Tons of potential coming out of the first two episodes. They set the right tone, style and narrative framework. The pilot is beautifully crafted and directed pilot by John Madden. It’s well written and subtle — save a few dialogue clinks and clanks. Surprisingly restrained, disciplined and non-exploitative (or marginally so). Emotionally resonant. It takes a socio-politically salient POV right off the bat as well, signalling a show responsible to its period, setting and the context in which it’s telling its story. I hope it plans to be braver with issues of race and gender, but also with academia. In other words, I hope it addresses America’s emergence along side the assault on reason that dominates the contemporary debate about gender, sex and the medical community. It will be interesting to see where they go from here and if it can be sustained, as well as how serialized it will be.
Masters of Sex does a few things in refreshing ways: It’s not an anti-hero story and does not use the Sopranos/Mad Men/Breaking Bad formula of good guy gone bad.
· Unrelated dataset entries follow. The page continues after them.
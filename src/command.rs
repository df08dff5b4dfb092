//! Shell commands.
//!
//! This module defines the [`Command`] enum the `docwire` shell accepts, and how a line of user
//! input is parsed into one.
//!
//! # Overview
//!
//! - `.exit`: close every connection and leave the shell.
//! - `.hosts`: list known hosts with their state and last measured latency.
//! - `ping`: measure the round trip to the host the shell's read preference resolves to.
//! - `find <db.collection> [limit]`: print matching documents.
//! - `run <db> <command>`: run a command such as `isMaster` and print the reply.
//!
//! # Example
//! ```rust
//! use docwire::Command;
//!
//! let cmd = Command::try_from("find app.users 5").unwrap();
//! assert_eq!(
//!     cmd,
//!     Command::Find { namespace: "app.users".to_string(), limit: 5 }
//! );
//! ```
use thiserror::Error;

#[derive(Debug, Error, Clone, PartialEq, Eq)]
pub enum CommandError {
    #[error("unrecognized command '{0}'")]
    UnrecognizedCommand(String),

    #[error("invalid '{command}' command, {reason}")]
    InvalidCommandArguments { command: String, reason: String },

    #[error("failed to read input: {0}")]
    Input(String),
}

#[derive(Debug, Clone, PartialEq, Eq)]
pub enum Command {
    Exit,
    Hosts,
    Ping,
    /// Query a collection; a zero limit returns everything.
    Find { namespace: String, limit: i32 },
    Run { database: String, command: String },
}

impl TryFrom<&str> for Command {
    type Error = CommandError;

    fn try_from(s: &str) -> Result<Self, Self::Error> {
        let parts = s.split_whitespace().collect::<Vec<&str>>();
        let invalid = |command: &str, reason: &str| CommandError::InvalidCommandArguments {
            command: command.to_string(),
            reason: reason.to_string(),
        };

        match parts.as_slice() {
            [".exit"] => Ok(Command::Exit),
            [".hosts"] => Ok(Command::Hosts),
            ["ping"] => Ok(Command::Ping),
            ["find", namespace, rest @ ..] => {
                if !namespace.contains('.') {
                    return Err(invalid("find", "namespace must be <db>.<collection>"));
                }
                let limit = match rest {
                    [] => 0,
                    [limit] => limit
                        .parse::<i32>()
                        .ok()
                        .filter(|l| *l >= 0)
                        .ok_or_else(|| invalid("find", "limit must be a non-negative integer"))?,
                    _ => return Err(invalid("find", "expected: find <db.collection> [limit]")),
                };
                Ok(Command::Find {
                    namespace: namespace.to_string(),
                    limit,
                })
            }
            ["find"] => Err(invalid("find", "expected: find <db.collection> [limit]")),
            ["run", database, command] => Ok(Command::Run {
                database: database.to_string(),
                command: command.to_string(),
            }),
            ["run", ..] => Err(invalid("run", "expected: run <db> <command>")),
            _ => Err(CommandError::UnrecognizedCommand(s.trim().to_string())),
        }
    }
}

#[cfg(test)]
mod tests {
    use super::*;

    #[test]
    fn command_from_string() {
        let inputs = vec![
            (".exit", Command::Exit),
            (" .hosts ", Command::Hosts),
            ("ping", Command::Ping),
            (
                "find app.users",
                Command::Find {
                    namespace: "app.users".to_string(),
                    limit: 0,
                },
            ),
            (
                "find app.users 3",
                Command::Find {
                    namespace: "app.users".to_string(),
                    limit: 3,
                },
            ),
            (
                "run admin isMaster",
                Command::Run {
                    database: "admin".to_string(),
                    command: "isMaster".to_string(),
                },
            ),
        ];

        for (cmd, expected) in inputs {
            assert_eq!(Command::try_from(cmd).unwrap(), expected);
        }
    }

    #[test]
    fn invalid_arguments() {
        for cmd in ["find users", "find app.users -1", "find", "run admin", "find a.b 1 2"] {
            assert!(
                matches!(
                    Command::try_from(cmd),
                    Err(CommandError::InvalidCommandArguments { .. })
                ),
                "{cmd}"
            );
        }
    }

    #[test]
    #[should_panic(expected = "UnrecognizedCommand(\".structure\")")]
    fn unrecognized_command() {
        Command::try_from(".structure").unwrap();
    }
}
There is a warmth and humour that paints the darker and more melodramatic beats. It’s intelligent in the sense that it paces itself before rolling out its larger ensemble cast — a precaution most shows don’t take, to their detriment (I’m talking to you Agents of Shield). On a more complex narrative note:The stakes etched into the background are existentially high, while remaining intimate, ‘small’ (for lack of a better term – not to be confused with insignificant) and personal in the immediate foreground of the characters & story telling. Most of the shows we love tend towards the opposite but here it works. We’re not lost to the implications or the impact that Masters and Johnson will have on American society and indeed the world.
This is the first show in the slate of fall shows that I can confidential have personal interest in (as opposed to the others — like the campy Marvel’s Agents of Shield, Hostages (or as I like to call it: Nana’s Low Winter Sun) or The Black List — which I watch purely for research & work). There is a chance SHOWTIME has a prestige hit in the making with Masters of Sex. Let’s hope so because with Breaking Bad gone, Mad Men on its way out, Luther taking year long hiatuses between four to six episode seasons, House of Cards taking a over a year between seasons (and likely not coming back for a third) and Homeland going all Twilight on us, it’s getting real rough out there.
And don’t let the title of MoS fool you. It’s about politics, power, class, race, history, gender, science, marriage and friendships. What else?